Going beyond mid-June, I would predict that you will see "wave crests" in terms of cases and deaths, but not "spikes." They will be big enough for the "experts" to claim they are right, but not big enough to trigger any socio-economic response and most people will regard any reporting of same with cynicism. Any attempt to reimpose lock-downs would likely result in furious resistance and widespread civil disobedience.

davew



On Tue, May 12, 2020, at 7:13 PM, Steven A Smith wrote:

Dave -

The COVID-19 pandemic will end, at least in the US, by mid-June, 2020.
Ignoring the "bait" that I (and others) took earlier, I'll try to respond to the singular prediction above:


What means "end"?   What is a specific statistic that you believe to indicate that the pandemic has ended?

From Wikipedia:

A pandemic (from Greek<https://en.wikipedia.org/wiki/Ancient_Greek> πᾶν, pan, "all" and δῆμος, demos, "people") is an epidemic<https://en.wikipedia.org/wiki/Epidemic> of disease<https://en.wikipedia.org/wiki/Disease> that has spread across a large region, for instance multiple continents<https://en.wikipedia.org/wiki/Continents> or worldwide, affecting a substantial number of people. A widespread endemic<https://en.wikipedia.org/wiki/Endemic_(epidemiology)> disease with a stable number of infected people is not a pandemic. Widespread endemic diseases with a stable number of infected people such as recurrences of seasonal influenza<https://en.wikipedia.org/wiki/Seasonal_influenza> are generally excluded as they occur simultaneously in large regions of the globe rather than being spread worldwide.

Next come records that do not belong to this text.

//! Command list, queue and fixed-function recording types.

use bitflags::bitflags;

use super::Format;

/// Kind of command list.
#[derive(Debug, Clone, Copy, PartialEq, Eq, Hash, Default)]
pub enum CommandListType {
    /// Graphics, compute and copy commands. Executed on the direct queue.
    #[default]
    Direct,
    /// Restricted reusable list, inlined into a direct list.
    Bundle,
    /// Compute and copy commands.
    Compute,
    /// Copy commands only.
    Copy,
}

impl CommandListType {
    /// Queue type that executes lists of this type, if any.
    ///
    /// Bundles are never submitted to a queue directly.
    pub fn queue_type(self) -> Option<QueueType> {
        match self {
            Self::Direct => Some(QueueType::Direct),
            Self::Compute => Some(QueueType::Compute),
            Self::Copy => Some(QueueType::Copy),
            Self::Bundle => None,
        }
    }
}

/// Kind of hardware submission queue.
#[derive(Debug, Clone, Copy, PartialEq, Eq, Hash)]
pub enum QueueType {
    /// Graphics queue.
    Direct,
    /// Asynchronous compute queue.
    Compute,
    /// Copy (DMA) queue.
    Copy,
}

impl QueueType {
    /// All queue types, in index order.
    pub const ALL: [Self; 3] = [Self::Direct, Self::Compute, Self::Copy];

    /// Dense index for enum-indexed tables.
    pub fn index(self) -> usize {
        match self {
            Self::Direct => 0,
            Self::Compute => 1,
            Self::Copy => 2,
        }
    }

    /// Command list type accepted by this queue.
    pub fn list_type(self) -> CommandListType {
        match self {
            Self::Direct => CommandListType::Direct,
            Self::Compute => CommandListType::Compute,
            Self::Copy => CommandListType::Copy,
        }
    }
}

/// Primitive topology used by draw calls.
#[derive(Debug, Clone, Copy, PartialEq, Eq, Hash, Default)]
pub enum PrimitiveTopology {
    PointList,
    LineList,
    LineStrip,
    #[default]
    TriangleList,
    TriangleStrip,
}

/// Viewport transform.
#[derive(Debug, Clone, Copy, PartialEq, Default)]
pub struct Viewport {
    pub x: f32,
    pub y: f32,
    pub width: f32,
    pub height: f32,
    pub min_depth: f32,
    pub max_depth: f32,
}

impl Viewport {
    /// Viewport covering a `width` x `height` target with the full depth range.
    pub fn new(width: f32, height: f32) -> Self {
        Self {
            x: 0.0,
            y: 0.0,
            width,
            height,
            min_depth: 0.0,
            max_depth: 1.0,
        }
    }
}

/// Integer rectangle, used for scissor rects.
#[derive(Debug, Clone, Copy, PartialEq, Eq, Hash, Default)]
pub struct Rect {
    pub left: i32,
    pub top: i32,
    pub right: i32,
    pub bottom: i32,
}

impl Rect {
    /// Rectangle at the origin with the given size.
    pub fn from_size(width: u32, height: u32) -> Self {
        Self {
            left: 0,
            top: 0,
            right: width as i32,
            bottom: height as i32,
        }
    }
}

bitflags! {
    /// Which aspects of a depth-stencil view to clear.
    #[derive(Debug, Clone, Copy, PartialEq, Eq, Hash, Default)]
    pub struct ClearFlags: u32 {
        const DEPTH = 1 << 0;
        const STENCIL = 1 << 1;
    }
}

/// Vertex buffer binding.
#[derive(Debug, Clone, Copy, PartialEq, Eq, Hash, Default)]
pub struct VertexBufferView {
    /// GPU virtual address of the first vertex.
    pub buffer_location: u64,
    /// Size of the bound range in bytes.
    pub size_in_bytes: u32,
    /// Distance between vertices in bytes.
    pub stride_in_bytes: u32,
}

/// Index buffer binding.
#[derive(Debug, Clone, Copy, PartialEq, Eq, Hash, Default)]
pub struct IndexBufferView {
    /// GPU virtual address of the first index.
    pub buffer_location: u64,
    /// Size of the bound range in bytes.
    pub size_in_bytes: u32,
    /// [`Format::R16Uint`] or [`Format::R32Uint`].
    pub format: Format,
}

#[cfg(test)]
mod tests {
    use super::*;

    #[test]
    fn test_queue_list_type_round_trip() {
        for queue in QueueType::ALL {
            assert_eq!(queue.list_type().queue_type(), Some(queue));
        }
        assert_eq!(CommandListType::Bundle.queue_type(), None);
    }

    #[test]
    fn test_viewport_full_depth() {
        let vp = Viewport::new(800.0, 600.0);
        assert_eq!(vp.min_depth, 0.0);
        assert_eq!(vp.max_depth, 1.0);
        assert_eq!(Rect::from_size(800, 600).right, 800);
    }
}
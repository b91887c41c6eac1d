//! # RedLilium RHI
//!
//! Rendering substrate over an explicit graphics API: command submission,
//! CPU/GPU synchronization with fences, descriptor allocation and the
//! per-frame resources that keep several frames in flight.
//!
//! ## Overview
//!
//! This crate provides:
//! - [`GraphicsDevice`] - Composition root owning queues, descriptor allocators
//!   and an upload command list
//! - [`CommandQueue`] - Submission queue with a monotonically increasing fence
//! - [`CommandList`] / [`CompiledCommandList`] - Command recording with
//!   tracked resource states
//! - [`DescriptorAllocator`] / [`DescriptorSet`] - Descriptor heap management
//! - [`FrameRing`] / [`FrameResource`] - Frames in flight
//! - [`SwapChainPresenter`] and [`FrameLoop`] - Presentation and per-tick driving
//! - [`backend`] - The native driver seam, with a software GPU for tests
//!
//! ## Example
//!
//! ```ignore
//! use redlilium_rhi::{DeviceConfig, FrameLoop, FrameLoopConfig, GraphicsDevice};
//! use redlilium_rhi::{PresentationParameters, SwapChainPresenter};
//!
//! let device = GraphicsDevice::new(DeviceConfig::default())?;
//! let presenter = SwapChainPresenter::new(&device, PresentationParameters::new(1280, 720))?;
//! let frame_loop = FrameLoop::new(&device, presenter, &FrameLoopConfig::default())?;
//! loop {
//!     frame_loop.tick(&mut app, delta)?;
//! }
//! ```

pub mod backend;
pub mod command;
pub mod config;
pub mod descriptors;
pub mod device;
pub mod error;
pub mod frame;
pub mod frame_loop;
pub mod pipeline;
pub mod presenter;
pub mod profiling;
pub mod resources;
pub mod types;

// Re-export main types for convenience
pub use backend::{DummyBackend, GpuBackend, GpuTimeline};
pub use command::{CommandAllocator, CommandList, CommandQueue, CompiledCommandList};
pub use config::{DeviceConfig, FrameLoopConfig, MAX_FRAMES_IN_FLIGHT, PresentationParameters};
pub use descriptors::{CpuDescriptorHandle, DescriptorAllocator, DescriptorSet, GpuDescriptorHandle};
pub use device::GraphicsDevice;
pub use error::{GraphicsError, GraphicsResult, PresentError};
pub use frame::{FrameResource, FrameRing};
pub use frame_loop::{FrameHandler, FrameLoop, FrameTime, RenderContext, TickOutcome};
pub use pipeline::{PipelineState, RootSignature};
pub use presenter::{GraphicsPresenter, SwapChainPresenter};
pub use resources::{
    ConstantBufferView, DepthStencilView, GraphicsResource, RenderTargetView, ResourceView,
    Sampler, ShaderResourceView, UnorderedAccessView, UploadRing,
};

/// RHI library version
pub const VERSION: &str = env!("CARGO_PKG_VERSION");

/// Log the library version. Call once at startup.
pub fn init() {
    log::info!("RedLilium RHI v{} initialized", VERSION);
}

#[cfg(test)]
mod tests {
    use super::*;

    #[test]
    fn test_version() {
        assert!(!VERSION.is_empty());
    }

    #[test]
    fn test_default_device() {
        let device = GraphicsDevice::new(DeviceConfig::default()).unwrap();
        assert_eq!(device.backend().name(), "Dummy");
    }
}
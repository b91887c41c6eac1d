//! Object tables and the software execution engine of the dummy backend.

use std::collections::{HashMap, VecDeque};
use std::sync::Arc;

use parking_lot::{Condvar, Mutex};

use crate::descriptors::{CpuDescriptorHandle, GpuDescriptorHandle};
use crate::error::{GraphicsError, GraphicsResult, PresentError};
use crate::pipeline::PipelineKind;
use crate::types::{
    ClearFlags, CommandListType, DescriptorHeapType, Format, HeapType, QueueType,
    ResourceDescriptor, ResourceStates, ViewDescription,
};

use super::super::{
    AllocatorId, Command, DescriptorRecord, FenceId, HeapId, ListId, PipelineId, QueueId,
    ResourceBarrier, ResourceId, RootSignatureId, SwapChainDescriptor, SwapChainId,
};
use super::{DummyStats, GpuTimeline};

/// Base of the synthetic CPU descriptor address space.
pub(super) const CPU_DESCRIPTOR_BASE: u64 = 0x0000_1000_0000_0000;
/// Base of the synthetic GPU descriptor address space.
pub(super) const GPU_DESCRIPTOR_BASE: u64 = 0x8000_0000_0000_0000;
/// Each heap owns a 16 MiB window of descriptor address space.
pub(super) const HEAP_WINDOW_SHIFT: u32 = 24;
/// Each resource owns a 4 GiB window of GPU virtual address space.
pub(super) const RESOURCE_WINDOW_SHIFT: u32 = 32;
/// Largest committed resource the software GPU will back with memory.
pub(super) const MAX_RESOURCE_SIZE: u64 = 1 << 30;

pub(super) fn validation(message: impl Into<String>) -> GraphicsError {
    GraphicsError::Validation(message.into())
}

pub(super) fn increment_size(heap_type: DescriptorHeapType) -> u32 {
    match heap_type {
        DescriptorHeapType::CbvSrvUav | DescriptorHeapType::Sampler | DescriptorHeapType::Rtv => 32,
        DescriptorHeapType::Dsv => 8,
    }
}

pub(super) struct HeapState {
    pub heap_type: DescriptorHeapType,
    pub shader_visible: bool,
    pub slots: Vec<Option<DescriptorRecord>>,
}

pub(super) struct ResourceState {
    pub descriptor: ResourceDescriptor,
    pub heap_type: HeapType,
    pub data: Vec<u8>,
    pub refs: u32,
}

pub(super) struct AllocatorState {
    pub list_type: CommandListType,
    /// Submitted lists recorded against this allocator not yet executed.
    pub pending: u32,
}

pub(super) struct ListState {
    pub list_type: CommandListType,
    pub allocator: AllocatorId,
    pub open: bool,
    pub commands: Vec<Command>,
    pub pipeline: Option<PipelineId>,
}

pub(super) struct SubmittedList {
    pub list: ListId,
    pub allocator: AllocatorId,
    pub commands: Vec<Command>,
}
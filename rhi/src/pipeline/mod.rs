//! Root signatures, shader bytecode and pipeline state objects.
//!
//! Pipelines are compiled once from externally produced bytecode and shared
//! across frames behind an `Arc`.

mod root_signature;
mod shader;
mod state;

pub use root_signature::{
    DescriptorRange, DescriptorRangeType, MAX_ROOT_SIGNATURE_DWORDS, RootParameter, RootSignature,
    RootSignatureDescriptor, RootSignatureFlags, ShaderVisibility, StaticSampler,
};
pub use shader::{ShaderBytecode, ShaderStage};
pub use state::{
    BlendState, ComputePipelineDescriptor, CullMode, DepthStencilState, FillMode,
    GraphicsPipelineDescriptor, InputElement, MAX_RENDER_TARGETS, PipelineKind, PipelineState,
    RasterizerState,
};
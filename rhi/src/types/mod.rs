//! Common types and descriptors for native objects.
//!
//! This module contains format enums, state and usage flags, and the
//! descriptor structs passed across the native driver seam.

mod command;
mod format;
mod heap;
mod resource;
mod view;

pub use command::{
    ClearFlags, CommandListType, IndexBufferView, PrimitiveTopology, QueueType, Rect,
    VertexBufferView, Viewport,
};
pub use format::Format;
pub use heap::{DescriptorHeapDescriptor, DescriptorHeapFlags, DescriptorHeapType, HeapType};
pub use resource::{ResourceDescriptor, ResourceDimension, ResourceFlags, ResourceStates};
pub use view::{
    AddressMode, ComparisonFunction, ConstantBufferViewDescription, DepthStencilViewDescription,
    FilterMode, RenderTargetViewDescription, SamplerDescription, ShaderResourceViewDescription,
    UnorderedAccessViewDescription, ViewDescription, ViewDimension,
};
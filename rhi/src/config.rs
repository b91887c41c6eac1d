//! Device, presentation and frame loop configuration.

use crate::backend::GpuTimeline;
use crate::descriptors::DESCRIPTORS_PER_HEAP;
use crate::error::{GraphicsError, GraphicsResult};
use crate::types::Format;

/// Maximum number of frames that can be in flight at once.
pub const MAX_FRAMES_IN_FLIGHT: usize = 3;

/// Default number of frames in flight.
pub const DEFAULT_FRAMES_IN_FLIGHT: usize = 2;

/// Default per-frame upload ring size.
pub const DEFAULT_UPLOAD_RING_CAPACITY: u64 = 64 * 1024;

/// Configuration for creating a [`GraphicsDevice`](crate::GraphicsDevice).
#[derive(Debug, Clone, PartialEq, Eq)]
pub struct DeviceConfig {
    /// Debug label used in log messages.
    pub label: Option<String>,
    /// Index into the backend's adapter list.
    pub adapter_index: usize,
    /// Capacity of every descriptor allocator the device creates.
    pub descriptors_per_heap: u32,
    /// Enable native validation of API misuse.
    pub validation: bool,
    /// When the software GPU executes submitted work.
    pub timeline: GpuTimeline,
}

impl DeviceConfig {
    /// Create a configuration with default settings.
    pub fn new() -> Self {
        Self::default()
    }

    /// Set the debug label.
    pub fn with_label(mut self, label: impl Into<String>) -> Self {
        self.label = Some(label.into());
        self
    }

    /// Select an adapter.
    pub fn with_adapter_index(mut self, index: usize) -> Self {
        self.adapter_index = index;
        self
    }

    /// Set the capacity of each descriptor allocator.
    pub fn with_descriptors_per_heap(mut self, count: u32) -> Self {
        self.descriptors_per_heap = count;
        self
    }

    /// Enable or disable validation.
    pub fn with_validation(mut self, enabled: bool) -> Self {
        self.validation = enabled;
        self
    }

    /// Set the GPU timeline of the software backend.
    pub fn with_timeline(mut self, timeline: GpuTimeline) -> Self {
        self.timeline = timeline;
        self
    }

    /// Check value ranges.
    pub fn validate(&self) -> GraphicsResult<()> {
        if !(1..=DESCRIPTORS_PER_HEAP).contains(&self.descriptors_per_heap) {
            return Err(GraphicsError::out_of_range(
                "descriptors per heap",
                u64::from(self.descriptors_per_heap),
                1,
                u64::from(DESCRIPTORS_PER_HEAP),
            ));
        }
        Ok(())
    }
}

impl Default for DeviceConfig {
    fn default() -> Self {
        Self {
            label: None,
            adapter_index: 0,
            descriptors_per_heap: DESCRIPTORS_PER_HEAP,
            validation: cfg!(debug_assertions),
            timeline: GpuTimeline::Immediate,
        }
    }
}

/// Swap chain and depth buffer settings for a presenter.
#[derive(Debug, Clone, Copy, PartialEq, Eq)]
pub struct PresentationParameters {
    /// Width of the back buffers in pixels.
    pub width: u32,
    /// Height of the back buffers in pixels.
    pub height: u32,
    pub back_buffer_format: Format,
    /// Format of the depth buffer, or `None` for no depth buffer.
    pub depth_stencil_format: Option<Format>,
    /// Number of back buffers.
    pub buffer_count: u32,
    /// Vertical blanks to wait per present; 0 presents immediately.
    pub sync_interval: u32,
}

impl PresentationParameters {
    /// Create parameters for a double-buffered, vsynced swap chain.
    pub fn new(width: u32, height: u32) -> Self {
        Self {
            width,
            height,
            back_buffer_format: Format::R8G8B8A8Unorm,
            depth_stencil_format: Some(Format::D32Float),
            buffer_count: 2,
            sync_interval: 1,
        }
    }

    /// Set the back buffer format.
    pub fn with_back_buffer_format(mut self, format: Format) -> Self {
        self.back_buffer_format = format;
        self
    }

    /// Set or remove the depth buffer.
    pub fn with_depth_stencil_format(mut self, format: Option<Format>) -> Self {
        self.depth_stencil_format = format;
        self
    }

    /// Set the number of back buffers.
    pub fn with_buffer_count(mut self, count: u32) -> Self {
        self.buffer_count = count;
        self
    }

    /// Set the sync interval.
    pub fn with_sync_interval(mut self, interval: u32) -> Self {
        self.sync_interval = interval;
        self
    }
}

/// Settings for a [`FrameRing`](crate::FrameRing).
#[derive(Debug, Clone, Copy, PartialEq, Eq)]
pub struct FrameLoopConfig {
    /// Number of frames the CPU may record ahead of the GPU.
    pub frames_in_flight: usize,
    /// Size of each frame's upload ring in bytes.
    pub upload_ring_capacity: u64,
}

impl FrameLoopConfig {
    pub fn new(frames_in_flight: usize) -> Self {
        Self {
            frames_in_flight,
            ..Self::default()
        }
    }

    /// Set the per-frame upload ring size.
    pub fn with_upload_ring_capacity(mut self, capacity: u64) -> Self {
        self.upload_ring_capacity = capacity;
        self
    }

    /// Check value ranges.
    pub fn validate(&self) -> GraphicsResult<()> {
        if !(1..=MAX_FRAMES_IN_FLIGHT).contains(&self.frames_in_flight) {
            return Err(GraphicsError::out_of_range(
                "frames in flight",
                self.frames_in_flight as u64,
                1,
                MAX_FRAMES_IN_FLIGHT as u64,
            ));
        }
        if self.upload_ring_capacity == 0 {
            return Err(GraphicsError::InvalidParameter(
                "upload ring capacity must be non-zero".into(),
            ));
        }
        Ok(())
    }
}

impl Default for FrameLoopConfig {
    fn default() -> Self {
        Self {
            frames_in_flight: DEFAULT_FRAMES_IN_FLIGHT,
            upload_ring_capacity: DEFAULT_UPLOAD_RING_CAPACITY,
        }
    }
}
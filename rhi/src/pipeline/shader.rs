//! Compiled shader bytecode.

use std::sync::Arc;

/// Pipeline stage a shader runs in.
#[derive(Debug, Clone, Copy, PartialEq, Eq, Hash)]
pub enum ShaderStage {
    Vertex,
    Pixel,
    Compute,
}

/// Externally compiled shader bytecode.
///
/// Bytecode is produced by an offline compiler and is opaque to this crate.
#[derive(Clone, PartialEq, Eq)]
pub struct ShaderBytecode {
    stage: ShaderStage,
    bytes: Arc<[u8]>,
    entry_point: String,
}

impl ShaderBytecode {
    /// Wrap compiled bytecode.
    pub fn new(stage: ShaderStage, bytes: impl Into<Arc<[u8]>>, entry_point: impl Into<String>) -> Self {
        Self {
            stage,
            bytes: bytes.into(),
            entry_point: entry_point.into(),
        }
    }

    /// Get the shader stage.
    pub fn stage(&self) -> ShaderStage {
        self.stage
    }

    /// Get the raw bytecode.
    pub fn bytes(&self) -> &[u8] {
        &self.bytes
    }

    /// Get the entry point name.
    pub fn entry_point(&self) -> &str {
        &self.entry_point
    }

    /// Check if there is no bytecode.
    pub fn is_empty(&self) -> bool {
        self.bytes.is_empty()
    }
}

impl std::fmt::Debug for ShaderBytecode {
    fn fmt(&self, f: &mut std::fmt::Formatter<'_>) -> std::fmt::Result {
        f.debug_struct("ShaderBytecode")
            .field("stage", &self.stage)
            .field("entry_point", &self.entry_point)
            .field("len", &self.bytes.len())
            .finish()
    }
}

The WHO published THIS description of phases of a pandemic:

https://www.ncbi.nlm.nih.gov/books/NBK143061/

[Image removed by sender.]

In the post-pandemic period, influenza disease activity will have returned to levels normally seen for seasonal influenza. It is expected that the pandemic virus will behave as a seasonal influenza A virus. At this stage, it is important to maintain surveillance and update pandemic preparedness and response plans accordingly. An intensive phase of recovery and evaluation may be required.



Or maybe some other (measurable) definition?